■ TASK DESCRIPTION ■
Below are some entries. Repeat exactly the lines from the one with "pub fn icon(self)" through the one with "assert_eq!(sorted, FieldName::ALL);", and only those.

■ DATA PROVIDED ■
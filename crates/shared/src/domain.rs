use std::fmt;

use serde::{Deserialize, Serialize};

/// Named inputs of the RSVP form, declared in document order.
#[derive(Debug, Clone, Copy, PartialEq, Eq, PartialOrd, Ord, Hash, Serialize, Deserialize)]
#[serde(rename_all = "camelCase")]
pub enum FieldName {
    GuestName,
    Email,
    Phone,
    GuestCount,
    GuestNames,
    DietaryRestrictions,
    SpecialRequests,
}

impl FieldName {
    pub const ALL: [FieldName; 7] = [
        FieldName::GuestName,
        FieldName::Email,
        FieldName::Phone,
        FieldName::GuestCount,
        FieldName::GuestNames,
        FieldName::DietaryRestrictions,
        FieldName::SpecialRequests,
    ];

    pub fn as_str(self) -> &'static str {
        match self {
            FieldName::GuestName => "guestName",
            FieldName::Email => "email",
            FieldName::Phone => "phone",
            FieldName::GuestCount => "guestCount",
            FieldName::GuestNames => "guestNames",
            FieldName::DietaryRestrictions => "dietaryRestrictions",
            FieldName::SpecialRequests => "specialRequests",
        }
    }

    pub fn parse(name: &str) -> Option<Self> {
        Self::ALL.into_iter().find(|field| field.as_str() == name)
    }

    /// Fields that are required no matter what the guest answered.
    pub fn is_always_required(self) -> bool {
        matches!(self, FieldName::GuestName | FieldName::Email)
    }

    /// Fields living inside the fieldset that only shows for attending guests.
    pub fn in_conditional_fieldset(self) -> bool {
        matches!(self, FieldName::GuestCount)
    }

    /// Fields whose values only reach the payload when the guest attends.
    pub fn is_attending_only(self) -> bool {
        matches!(
            self,
            FieldName::GuestCount
                | FieldName::GuestNames
                | FieldName::DietaryRestrictions
                | FieldName::SpecialRequests
        )
    }

    pub fn error_id(self) -> String {
        format!("{}-error", self.as_str())
    }
}

impl fmt::Display for FieldName {
    fn fmt(&self, f: &mut fmt::Formatter<'_>) -> fmt::Result {
        f.write_str(self.as_str())
    }
}

#[derive(Debug, Clone, Copy, PartialEq, Eq, Default, Serialize, Deserialize)]
#[serde(rename_all = "snake_case")]
pub enum AttendanceState {
    #[default]
    Unknown,
    Attending,
    NotAttending,
}

impl AttendanceState {
    /// Maps the value of the `attending` radio input.
    pub fn from_radio_value(value: &str) -> Option<Self> {
        match value.trim() {
            "yes" => Some(AttendanceState::Attending),
            "no" => Some(AttendanceState::NotAttending),
            _ => None,
        }
    }

    pub fn answer(self) -> Option<AttendanceAnswer> {
        match self {
            AttendanceState::Unknown => None,
            AttendanceState::Attending => Some(AttendanceAnswer::Yes),
            AttendanceState::NotAttending => Some(AttendanceAnswer::No),
        }
    }

    pub fn is_attending(self) -> bool {
        self == AttendanceState::Attending
    }
}

/// The attending value as it travels on the wire.
#[derive(Debug, Clone, Copy, PartialEq, Eq, Serialize, Deserialize)]
#[serde(rename_all = "lowercase")]
pub enum AttendanceAnswer {
    Yes,
    No,
}

impl AttendanceAnswer {
    pub fn as_str(self) -> &'static str {
        match self {
            AttendanceAnswer::Yes => "yes",
            AttendanceAnswer::No => "no",
        }
    }
}

impl fmt::Display for AttendanceAnswer {
    fn fmt(&self, f: &mut fmt::Formatter<'_>) -> fmt::Result {
        f.write_str(self.as_str())
    }
}

#[derive(Debug, Clone, Copy, PartialEq, Eq, Serialize, Deserialize)]
#[serde(rename_all = "snake_case")]
pub enum Severity {
    Success,
    Error,
    Warning,
    Info,
}

impl Severity {
    pub fn icon(self) -> &'static str {
        match self {
            Severity::Success => "✓",
            Severity::Error => "✗",
            Severity::Warning => "⚠",
            Severity::Info => "ℹ",
        }
    }

    pub fn as_str(self) -> &'static str {
        match self {
            Severity::Success => "success",
            Severity::Error => "error",
            Severity::Warning => "warning",
            Severity::Info => "info",
        }
    }
}

#[cfg(test)]
mod tests {
    use super::*;

    #[test]
    fn field_names_round_trip_through_form_names() {
        for field in FieldName::ALL {
            assert_eq!(FieldName::parse(field.as_str()), Some(field));
        }
        assert_eq!(FieldName::parse("attending"), None);
    }

    #[test]
    fn field_order_follows_document_order() {
        let mut sorted = FieldName::ALL;
        sorted.sort();
        assert_eq!(sorted, FieldName::ALL);
        assert!(FieldName::Email < FieldName::GuestCount);
    }

    #[test]
    fn radio_values_map_to_attendance() {
        assert_eq!(
            AttendanceState::from_radio_value("yes"),
            Some(AttendanceState::Attending)
        );
        assert_eq!(
            AttendanceState::from_radio_value("no"),
            Some(AttendanceState::NotAttending)
        );
        assert_eq!(AttendanceState::from_radio_value("maybe"), None);
        assert_eq!(AttendanceState::Unknown.answer(), None);
    }

    #[test]
    fn attendance_answer_serializes_lowercase() {
        assert_eq!(
            serde_json::to_string(&AttendanceAnswer::Yes).expect("json"),
            "\"yes\""
        );
    }
}
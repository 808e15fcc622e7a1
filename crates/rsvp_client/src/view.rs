//! Read-only projection of the controller, rebuilt on every call.

use std::time::Instant;

use shared::domain::{AttendanceAnswer, AttendanceState, FieldName, Severity};

use crate::{
    controller::{RsvpController, SubmissionPhase, SUBMITTING_LABEL, SUBMIT_LABEL},
    form::FieldStatus,
    meals::{meal_groups, MealGroupView},
    notices::LoadingOverlay,
};

#[derive(Debug, Clone, PartialEq, Eq)]
pub struct FieldErrorView {
    pub id: String,
    pub message: String,
}

#[derive(Debug, Clone, PartialEq, Eq)]
pub struct FieldView {
    pub name: FieldName,
    pub value: String,
    pub required: bool,
    pub visible: bool,
    /// `error` or `success` styling, if any.
    pub state_class: Option<&'static str>,
    pub aria_invalid: Option<bool>,
    pub aria_describedby: Option<String>,
    pub error: Option<FieldErrorView>,
}

#[derive(Debug, Clone, PartialEq, Eq)]
pub struct SubmitButtonView {
    pub disabled: bool,
    pub busy: bool,
    pub label: &'static str,
}

#[derive(Debug, Clone, PartialEq, Eq)]
pub struct AlertView {
    pub message: String,
    pub severity: Severity,
    pub icon: &'static str,
}

#[derive(Debug, Clone, PartialEq, Eq)]
pub struct ConfirmationView {
    pub heading: &'static str,
    pub message: &'static str,
    pub note: &'static str,
}

impl ConfirmationView {
    pub fn for_answer(answer: AttendanceAnswer) -> Self {
        let message = match answer {
            AttendanceAnswer::Yes => {
                "Thank you for your RSVP! We look forward to celebrating with you."
            }
            AttendanceAnswer::No => "Thank you for letting us know. You will be missed!",
        };
        Self {
            heading: "RSVP Received!",
            message,
            note: "A confirmation has been sent to your email.",
        }
    }
}

#[derive(Debug, Clone, PartialEq, Eq)]
pub struct FormView {
    pub form_visible: bool,
    pub fields: Vec<FieldView>,
    pub attendance: AttendanceState,
    pub conditional_hidden: bool,
    pub meal_groups: Vec<MealGroupView>,
    pub submit_button: SubmitButtonView,
    pub loading: LoadingOverlay,
    pub alerts: Vec<AlertView>,
    pub confirmation: Option<ConfirmationView>,
    pub scroll_target: Option<FieldName>,
}

impl FormView {
    pub fn project(controller: &RsvpController, now: Instant) -> Self {
        let form = controller.form();
        let submitting = controller.phase() == SubmissionPhase::Submitting;

        let fields = FieldName::ALL
            .into_iter()
            .map(|name| {
                let status = form.status(name);
                let (state_class, aria_invalid, error) = match status {
                    FieldStatus::Pristine => (None, None, None),
                    FieldStatus::Valid => (Some("success"), Some(false), None),
                    FieldStatus::Invalid(message) => (
                        Some("error"),
                        Some(true),
                        Some(FieldErrorView {
                            id: name.error_id(),
                            message: message.clone(),
                        }),
                    ),
                };
                FieldView {
                    name,
                    value: form.value(name).to_string(),
                    required: form.is_required(name),
                    visible: form.is_visible(name),
                    state_class,
                    aria_invalid,
                    aria_describedby: error.as_ref().map(|err| err.id.clone()),
                    error,
                }
            })
            .collect();

        Self {
            form_visible: controller.confirmation().is_none(),
            fields,
            attendance: form.attendance(),
            conditional_hidden: !form.conditional_visible(),
            meal_groups: meal_groups(form.meals(), &controller.config().meal_options),
            submit_button: SubmitButtonView {
                disabled: submitting,
                busy: submitting,
                label: if submitting { SUBMITTING_LABEL } else { SUBMIT_LABEL },
            },
            loading: controller.overlay().clone(),
            alerts: controller
                .notices()
                .active(now)
                .map(|alert| AlertView {
                    message: alert.message.clone(),
                    severity: alert.severity,
                    icon: alert.severity.icon(),
                })
                .collect(),
            confirmation: controller.confirmation().map(ConfirmationView::for_answer),
            scroll_target: form.focus(),
        }
    }

    pub fn field(&self, name: FieldName) -> Option<&FieldView> {
        self.fields.iter().find(|field| field.name == name)
    }
}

■ PROBLEM SOLUTION ■
    pub fn icon(self) -> &'static str {
        match self {
            Severity::Success => "✓",
            Severity::Error => "✗",
            Severity::Warning => "⚠",
            Severity::Info => "ℹ",
        }
    }

    pub fn as_str(self) -> &'static str {
        match self {
            Severity::Success => "success",
            Severity::Error => "error",
            Severity::Warning => "warning",
            Severity::Info => "info",
        }
    }
}

#[cfg(test)]
mod tests {
    use super::*;

    #[test]
    fn field_names_round_trip_through_form_names() {
        for field in FieldName::ALL {
            assert_eq!(FieldName::parse(field.as_str()), Some(field));
        }
        assert_eq!(FieldName::parse("attending"), None);
    }

    #[test]
    fn field_order_follows_document_order() {
        let mut sorted = FieldName::ALL;
        sorted.sort();
        assert_eq!(sorted, FieldName::ALL);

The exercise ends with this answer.